Aunt Fanny's dead father is preceded by warmth, warm marble arms and human statues; she panics, the living are not this warm. There is a confusion of warmth and fear. The arch young man in a roundabout way lets the domineering matriarch know that he loves her or likes her; she is thinking about her house. Shirley Jackson writes a huge house, as usual, overlooking a village, as usual, and people in the house, then the sundial on the lawn with "What is this world?" written across the disc, which is Chaucer, The Knight's Tale:
What is this world? What asketh men to have?
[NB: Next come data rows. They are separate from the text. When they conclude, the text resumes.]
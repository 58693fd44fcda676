//! CLI error types.

use thiserror::Error;

/// Errors that stop the replay before it starts.
#[derive(Error, Debug)]
pub enum CliError {
    /// Failed to read the script file.
    #[error("failed to read script: {0}")]
    Io(#[from] std::io::Error),

    /// Script is not valid JSON or does not match the script schema.
    #[error("invalid script: {0}")]
    Script(#[from] serde_json::Error),

    /// A script step carries neither or both of `event` and `status`.
    #[error("script step {index} must set exactly one of `event` or `status`")]
    InvalidStep {
        /// Zero-based step index.
        index: usize,
    },

    /// A command-line option is out of range.
    #[error("invalid configuration: {0}")]
    Config(String),
}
Now with his love, now in his cold grave,
Allone, withouten any compaignye.
Allone is the book's key word, the word that opens the rest, all lone, all one, the characters are a collection of ones, and even after Armageddon when they are going to live in a beautiful garden, the domineering older woman is going to ensure that she is allone: she orders a crown and a gold dress to make sure that nobody in Eden mistakes her for anyone else. Shirley Jackson believes that they will not change even after the world has ended, nothing will convert them, for, "you," says a little girl on page one hundred and thirty-two, "all want the whole world to be changed so you will be different. But I don't suppose people get changed any by just a new world." They will accept the end of the world, they will not accept the ends of themselves, their selfish selves, they will not sprout into new selves, they will not change. The tone of the book is dread but what are they dreading? The same state they ensure, which is loneliness. Or the contact that would end it. O prevailing chill of stasis. This chill the same chill I've felt in all of the Jackson books I've read, this bitter ice that clenches itself around the characters and stops them ever moving too far in mind or limb. She writes about houses and her characters do not move.